Accade spesso che le proposte di acquisto non siano portate a termine con esito positivo, per mancanza di disponibilità finanziarie, per necessità di ulteriori approfondimenti scientifici che comportino il superamento del termine perentorio, per l’assenza di un progetto di valorizzazione museale, ecc. La precedente Circolare n. 13 del 2019 dell’ex Direttore Generale Famiglietti, in virtù della funzione di «tutela rafforzata» dell’acquisto coattivo, regolamentava: «Qualora detta proposta non vada a buon fine per ragioni diverse da una differente valutazione tecnico discrezionale compiuta dal Ministero in ordine alla rilevanza dell’interesse culturale della cosa proposta all’acquisto, l’ufficio di esportazione non potrà che confermare la rilevanza dell’interesse culturale della cosa di cui ha proposto l’acquisizione coattiva, vietandone l’esportazione e avviando, contestualmente, il procedimento finalizzato alla dichiarazione di interesse».

Invece la Circolare del Ministero della Cultura n. 1 del 2 gennaio 2023 sui rapporti fra dichiarazione di interesse culturale e acquisto coattivo chiarisce che tale interpretazione della Circolare del 2019 non appare coerente con i principi di cui all’art. 68 del Codice dei Beni Culturali, che impongono che il diniego all’esportazione e il connesso vincolo di interesse culturale siano oggetto di una «motivazione rafforzata» da parametrarsi sulla base della rispondenza del bene ad (almeno) due dei criteri di cui al Decreto Ministeriale n. 537 del 2017 (qualità artistica, rarità in senso qualitativo e quantitativo, rilevanza della rappresentazione, appartenenza a un complesso e/o contesto, testimonianza particolarmente significativa per la storia del collezionismo, testimonianza di relazioni significativa tra diverse aree culturali anche di produzione e/o provenienza straniera).
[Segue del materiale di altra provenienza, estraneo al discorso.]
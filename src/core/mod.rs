//! Core module - Contains the fundamental data structures and utilities
//!
//! This module provides:
//! - Data model and error kinds (Document, Destination, CompileError)
//! - Path normalization and ordering
//! - Rendering of the combined markdown document

pub mod model;
pub mod paths;
pub mod render;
La Circolare n. 1 dispone al contrario che le proposte di acquisto coattivo non sono subordinate alla compresenza di (almeno) due di tali criteri di cui al Decreto Ministeriale, ma rispondono alla diversa finalità dell’arricchimento e al completamento delle raccolte pubbliche, anche in rapporto alla congruità del prezzo indicato nella denuncia, e sono perciò inserite in un percorso di valorizzazione. Di conseguenza, anche in linea con alcune decisioni giurisprudenziali in materia e del parere appositamente rilasciato dall’ufficio legislativo del Ministero, la Circolare conclude che, nel caso in cui il Ministero abbia deciso di non esercitare il potere di acquisto coattivo, l’Ufficio esportazione non debba automaticamente procedere al diniego dell’attestato e all’avvio del procedimento di dichiarazione di interesse culturale ma debba valutare, caso per caso, se pronunciare il diniego alla esportazione, con connesso vincolo di interesse culturale, oppure emettere la licenza in applicazione del criteri del Decreto Ministeriale n. 537 del 2017.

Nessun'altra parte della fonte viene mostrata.